//! Value object trait: equality by value, not identity.
//!
//! Value objects are defined entirely by their attribute values. Two value
//! objects carrying the same identifying values are the same element as far as
//! any set in this workspace is concerned.

/// Marker trait for value objects that can live in the workspace's sets.
///
/// This is a contract marker only: nothing takes it as a bound. The
/// collections accept any type their policy supports (plain `String`s
/// included), and implementing the trait records that a type's own `Eq`,
/// `Hash` and `Ord` are safe to use through the natural policies.
///
/// ## Immutability
///
/// Value objects are **immutable**: no setters, private fields. A value that
/// changes its identifying fields after being inserted into a hash-based set
/// would land in the wrong bucket and become unreachable, so immutability is a
/// correctness requirement here.
///
/// ## Contract
///
/// Implementors uphold:
/// - **Eq**: reflexive, symmetric, transitive, stable across calls.
/// - **Hash**: computed only from the fields `Eq` inspects, so `a == b`
///   implies `hash(a) == hash(b)`.
/// - **Ord**: a total order where `a.cmp(b) == Equal` exactly when `a == b`.
///
/// ```ignore
/// #[derive(Debug, Clone, PartialEq, Eq, Hash, PartialOrd, Ord)]
/// struct Isbn(u64);
///
/// impl ValueObject for Isbn {}
/// ```
pub trait ValueObject: Clone + Eq + core::hash::Hash + Ord + core::fmt::Debug {}
//! `bookshelf-demo`: the sets demo driver.
//!
//! Builds the transcript for each configured section; `main` prints it.

pub mod config;
pub mod transcript;

pub use config::{DemoConfig, Section};
pub use transcript::transcript;
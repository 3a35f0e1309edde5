//! `bookshelf-sets`: unique-membership collections with pluggable identity.
//!
//! - [`UnorderedSet`]: hash-table backed, O(1) expected insert/remove/contains,
//!   no iteration order.
//! - [`OrderedSet`]: B-tree backed, O(log n) insert/remove/contains, ascending
//!   iteration under the active ordering.
//!
//! Both take their identity policy at construction (see
//! [`bookshelf_core::policy`]) and use it for every uniqueness decision.

pub mod ordered;
pub mod unordered;

pub use ordered::OrderedSet;
pub use unordered::UnorderedSet;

:::

▸ **The problem**
All of the material above should be printed out in full, word for word.

▸ **Answer space**
//! Value object trait: equality by value, not identity.
//!
//! Value objects are defined entirely by their attribute values. Two value
//! objects carrying the same identifying values are the same element as far as
//! any set in this workspace is concerned.

/// Marker trait for value objects that can live in the workspace's sets.
///
/// This is a contract marker only: nothing takes it as a bound. The
/// collections accept any type their policy supports (plain `String`s
/// included), and implementing the trait records that a type's own `Eq`,
/// `Hash` and `Ord` are safe to use through the natural policies.
///
/// ## Immutability
///
/// Value objects are **immutable**: no setters, private fields. A value that
/// changes its identifying fields after being inserted into a hash-based set
/// would land in the wrong bucket and become unreachable, so immutability is a
/// correctness requirement here.
///
/// ## Contract
///
/// Implementors uphold:
/// - **Eq**: reflexive, symmetric, transitive, stable across calls.
/// - **Hash**: computed only from the fields `Eq` inspects, so `a == b`
///   implies `hash(a) == hash(b)`.
/// - **Ord**: a total order where `a.cmp(b) == Equal` exactly when `a == b`.
///
/// ```ignore
/// #[derive(Debug, Clone, PartialEq, Eq, Hash, PartialOrd, Ord)]
/// struct Isbn(u64);
///
/// impl ValueObject for Isbn {}
/// ```
pub trait ValueObject: Clone + Eq + core::hash::Hash + Ord + core::fmt::Debug {}
//! `bookshelf-demo`: the sets demo driver.
//!
//! Builds the transcript for each configured section; `main` prints it.

pub mod config;
pub mod transcript;

pub use config::{DemoConfig, Section};
pub use transcript::transcript;
repository 3a35f0e1309edde5
//! `bookshelf-sets`: unique-membership collections with pluggable identity.
//!
//! - [`UnorderedSet`]: hash-table backed, O(1) expected insert/remove/contains,
//!   no iteration order.
//! - [`OrderedSet`]: B-tree backed, O(log n) insert/remove/contains, ascending
//!   iteration under the active ordering.
//!
//! Both take their identity policy at construction (see
//! [`bookshelf_core::policy`]) and use it for every uniqueness decision.

pub mod ordered;
pub mod unordered;

pub use ordered::OrderedSet;
pub use unordered::UnorderedSet;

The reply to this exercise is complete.